**Exercise details:** The data is to be retyped in full, exactly.

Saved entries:
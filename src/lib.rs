// src/lib.rs

pub mod cli;
pub mod config;
pub mod errors;
pub mod logging;
pub mod provision;
pub mod supervise;

use std::io::{self, Write};
use std::path::PathBuf;
use std::time::Duration;

use anyhow::{Context, Result, anyhow};
use tracing::debug;

use crate::cli::CliArgs;
use crate::config::load_or_default;
use crate::provision::{ProvisionBackend, ShellBuildBackend};
use crate::supervise::{Command, SupervisionResult, invoke};

/// High-level entry point used by `main.rs`.
///
/// This wires together:
/// - config loading
/// - binary provisioning (build-if-missing)
/// - the supervised invocation itself
/// - outcome relay (stdout passthrough, diagnostics)
///
/// Returns the process exit code for `main` to apply: 0 when the
/// subordinate completed, 1 when it timed out or could not be launched.
pub async fn run(args: CliArgs) -> Result<i32> {
    let config_path = PathBuf::from(&args.config);
    let cfg = load_or_default(&config_path)?;

    let binary: PathBuf = args
        .binary
        .clone()
        .or_else(|| cfg.binary.path.clone())
        .map(PathBuf::from)
        .ok_or_else(|| {
            anyhow!(
                "no subordinate binary configured; pass --binary or set [binary].path in {}",
                config_path.display()
            )
        })?;

    let timeout_secs = args.timeout_secs.unwrap_or(cfg.supervise.timeout_seconds);
    if timeout_secs == 0 {
        return Err(anyhow!("timeout must be at least one second"));
    }
    let timeout = Duration::from_secs(timeout_secs);

    if args.no_provision {
        debug!("provisioning skipped (--no-provision)");
    } else {
        let mut backend = ShellBuildBackend::new(cfg.binary.build.clone());
        backend.ensure_binary(&binary).await?;
    }

    let command = Command::new(&binary, args.args.clone());
    let outcome = invoke(&command, timeout).await?;
    relay_outcome(outcome)
}

/// Map a supervision outcome onto the CLI contract: verbatim stdout relay on
/// completion, a fixed diagnostic line on timeout, `Error: ...` on launch
/// failure.
fn relay_outcome(outcome: SupervisionResult) -> Result<i32> {
    match outcome {
        SupervisionResult::Completed { output } => {
            // No added framing, no added newline.
            let mut stdout = io::stdout();
            stdout
                .write_all(output.as_bytes())
                .context("relaying subordinate output")?;
            stdout.flush().context("flushing relayed output")?;
            Ok(0)
        }
        SupervisionResult::TimedOut => {
            eprintln!("Command timed out");
            Ok(1)
        }
        SupervisionResult::LaunchFailed { message } => {
            eprintln!("Error: {message}");
            Ok(1)
        }
    }
}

**Answer box:**
filename src/lib.rs
// src/lib.rs

pub mod cli;
pub mod config;
pub mod errors;
pub mod logging;
pub mod provision;
pub mod supervise;

use std::io::{self, Write};
use std::path::PathBuf;
use std::time::Duration;

use anyhow::{Context, Result, anyhow};
use tracing::debug;

use crate::cli::CliArgs;
use crate::config::load_or_default;
use crate::provision::{ProvisionBackend, ShellBuildBackend};
use crate::supervise::{Command, SupervisionResult, invoke};

/// High-level entry point used by `main.rs`.
///
/// This wires together:
/// - config loading
/// - binary provisioning (build-if-missing)
/// - the supervised invocation itself
/// - outcome relay (stdout passthrough, diagnostics)
///
/// Returns the process exit code for `main` to apply: 0 when the
/// subordinate completed, 1 when it timed out or could not be launched.
pub async fn run(args: CliArgs) -> Result<i32> {
    let config_path = PathBuf::from(&args.config);
    let cfg = load_or_default(&config_path)?;

    let binary: PathBuf = args
        .binary
        .clone()
        .or_else(|| cfg.binary.path.clone())
        .map(PathBuf::from)
        .ok_or_else(|| {
            anyhow!(
                "no subordinate binary configured; pass --binary or set [binary].path in {}",
                config_path.display()
            )
        })?;

    let timeout_secs = args.timeout_secs.unwrap_or(cfg.supervise.timeout_seconds);
    if timeout_secs == 0 {
        return Err(anyhow!("timeout must be at least one second"));
    }
    let timeout = Duration::from_secs(timeout_secs);

    if args.no_provision {
        debug!("provisioning skipped (--no-provision)");
    } else {
        let mut backend = ShellBuildBackend::new(cfg.binary.build.clone());
        backend.ensure_binary(&binary).await?;
    }

    let command = Command::new(&binary, args.args.clone());
    let outcome = invoke(&command, timeout).await?;
    relay_outcome(outcome)
}

/// Map a supervision outcome onto the CLI contract: verbatim stdout relay on
/// completion, a fixed diagnostic line on timeout, `Error: ...` on launch
/// failure.
fn relay_outcome(outcome: SupervisionResult) -> Result<i32> {
    match outcome {
        SupervisionResult::Completed { output } => {
            // No added framing, no added newline.
            let mut stdout = io::stdout();
            stdout
                .write_all(output.as_bytes())
                .context("relaying subordinate output")?;
            stdout.flush().context("flushing relayed output")?;
            Ok(0)
        }
        SupervisionResult::TimedOut => {
            eprintln!("Command timed out");
            Ok(1)
        }
        SupervisionResult::LaunchFailed { message } => {
            eprintln!("Error: {message}");
            Ok(1)
        }
    }
}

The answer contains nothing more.